“Lessons” from Roger Waters

On April 28, Salon ran a remarkable piece by Roger Waters, the musician and former member of Pink Floyd. In it, Waters addressed an upcoming Tel Aviv gig by British singer Robbie Williams. Noting that Williams was “UNICEF’s UK ambassador and a declared supporter of its Children in Danger campaign,” Waters charged him with “showing a chilling indifference” to the well-being of Palestinian children and called on him to cancel his appearance.

williams
Robbie Williams

“Dear Robbie,” wrote Waters, addressing the singer directly, “playing this concert on May 2 would be giving your tacit support to the deaths of over 500 Palestinian children last summer in Gaza…and condoning the arrest and abuse of hundreds of Palestinian children each year living under Israeli occupation.” Informing Williams that Israeli officials are racists who view Palestinian children merely “as grass to be mowed,” he told Williams that

If you cannot see yourself in the eyes of a Palestinian father, you should do the decent thing and resign from UNICEF, or failing that, UNICEF should let you go.

Waters actually had the nerve to close this arrogant edict as follows: “Love, Roger Waters.”

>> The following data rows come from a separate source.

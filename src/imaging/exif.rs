//! Minimal EXIF orientation reader for JPEG and TIFF bytes.
//!
//! Only one tag matters here: Orientation (`0x0112`) in IFD0.
//!
//! For JPEG: the APP1 segment starting with `Exif\0\0` holds a TIFF structure.
//! For TIFF: the file itself is the structure.
//!
//! Anything unreadable is treated as "no orientation".

/// EXIF Orientation tag number.
const ORIENTATION_TAG: u16 = 0x0112;
const EXIF_HEADER: &[u8] = b"Exif\0\0";

/// Clockwise rotation that makes a stored image upright.
#[derive(Debug, Clone, Copy, PartialEq, Eq)]
pub enum Rotation {
    None,
    Rotate90,
    Rotate180,
    Rotate270,
}

impl Rotation {
    /// Map an EXIF orientation value. Mirrored orientations are left alone.
    pub fn from_orientation(value: u16) -> Self {
        match value {
            3 => Rotation::Rotate180,
            6 => Rotation::Rotate90,
            8 => Rotation::Rotate270,
            _ => Rotation::None,
        }
    }

    /// Rotation needed for the given encoded image.
    pub fn detect(bytes: &[u8]) -> Self {
        read_orientation(bytes)
            .map(Self::from_orientation)
            .unwrap_or(Rotation::None)
    }
}

/// Read the raw orientation value from JPEG or TIFF bytes.
pub fn read_orientation(bytes: &[u8]) -> Option<u16> {
    if bytes.starts_with(&[0xFF, 0xD8]) {
        find_jpeg_exif(bytes).and_then(orientation_from_tiff)
    } else if bytes.starts_with(b"II") || bytes.starts_with(b"MM") {
        orientation_from_tiff(bytes)
    } else {
        None
    }
}

// ---------------------------------------------------------------------------
// JPEG: locate the Exif APP1 segment
// ---------------------------------------------------------------------------

/// Return the TIFF structure inside a JPEG's `Exif` APP1 segment.
fn find_jpeg_exif(data: &[u8]) -> Option<&[u8]> {
    let mut pos = 2;
    while pos + 4 <= data.len() {
        if data[pos] != 0xFF {
            return None;
        }
        let marker = data[pos + 1];
        // Fill bytes before a marker
        if marker == 0xFF {
            pos += 1;
            continue;
        }
        // Markers without a length field
        if marker == 0x01 || marker == 0xD8 || (0xD0..=0xD7).contains(&marker) {
            pos += 2;
            continue;
        }
        // End of image, or start of scan: no metadata past this point
        if marker == 0xD9 || marker == 0xDA {
            return None;
        }
        let len = u16::from_be_bytes([data[pos + 2], data[pos + 3]]) as usize;
        if len < 2 {
            return None;
        }
        let seg_start = pos + 4;
        let seg_end = (pos + 2 + len).min(data.len());
        if marker == 0xE1 {
            if let Some(tiff) = data[seg_start..seg_end].strip_prefix(EXIF_HEADER) {
                return Some(tiff);
            }
        }
        pos += 2 + len;
    }
    None
}

// ---------------------------------------------------------------------------
// TIFF: walk IFD0
// ---------------------------------------------------------------------------

struct TiffReader<'a> {
    data: &'a [u8],
    big_endian: bool,
}

impl TiffReader<'_> {
    fn u16_at(&self, offset: usize) -> Option<u16> {
        let bytes: [u8; 2] = self.data.get(offset..offset + 2)?.try_into().ok()?;
        Some(if self.big_endian {
            u16::from_be_bytes(bytes)
        } else {
            u16::from_le_bytes(bytes)
        })
    }

    fn u32_at(&self, offset: usize) -> Option<u32> {
        let bytes: [u8; 4] = self.data.get(offset..offset + 4)?.try_into().ok()?;
        Some(if self.big_endian {
            u32::from_be_bytes(bytes)
        } else {
            u32::from_le_bytes(bytes)
        })
    }
}

/// Find the Orientation value in IFD0 of a TIFF structure.
///
/// Each IFD entry is 12 bytes: tag (2), type (2), count (4), value (4).
/// Orientation is a single SHORT, stored in the first two value bytes.
fn orientation_from_tiff(data: &[u8]) -> Option<u16> {
    let big_endian = match data.get(0..2)? {
        b"MM" => true,
        b"II" => false,
        _ => return None,
    };
    let reader = TiffReader { data, big_endian };
    if reader.u16_at(2)? != 42 {
        return None;
    }

    let ifd_offset = reader.u32_at(4)? as usize;
    let entry_count = reader.u16_at(ifd_offset)? as usize;
    let entries_start = ifd_offset + 2;

    (0..entry_count)
        .map(|i| entries_start + i * 12)
        .take_while(|entry| entry + 12 <= data.len())
        .find(|&entry| reader.u16_at(entry) == Some(ORIENTATION_TAG))
        .and_then(|entry| {
            // SHORT, count 1
            (reader.u16_at(entry + 2)? == 3).then_some(())?;
            reader.u16_at(entry + 8)
        })
}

Williams went ahead with his concert. But that didn’t discourage Waters. Only a couple of weeks later – again in Salon – he was haranguing singer Dionne Warwick, who, like Williams, was planning to perform in Israel. “I believe you mean well, Ms. Warwick,” he wrote, “but you are showing yourself to be profoundly ignorant of what has happened in Palestine since 1947.”

Mark-Menachem-Blacknell
Mark Blacknell

Meanwhile, yet another voice of reason had tried to get through to Waters. Writing in the Times of Israel, film director Mark Blacknell reminded the Israel-obsessed Waters that the target of his wrath enjoys such charming neighbors as Hezbollah, “Assad the Butcher,” ISIS, Al Qaeda, Hamas, Islamic Jihad, the “Houthi Shiite rebels in Yemen,” the “jihad-plagued, complete insanity of Sudan,” the “ultra-religious, feudalistic Mecca of Islam, Saudi Arabia,” and the “’end of days’ cult of the Ayatollah in Iran.” Blacknell asked Waters why, if he cares so much about Palestinians, he doesn’t “talk about the historically brutal Jordanian oppression of Palestinians, the Egyptians’ crackdown on Gaza or the hellish conditions in the Palestinian camps of Lebanon and Syria.” Why, he asked, “has no Arab nation granted Palestinians a place in their societies? Why won’t you criticize Jordan, Egypt, Syria or Lebanon for their treatment of innocent Palestinians?”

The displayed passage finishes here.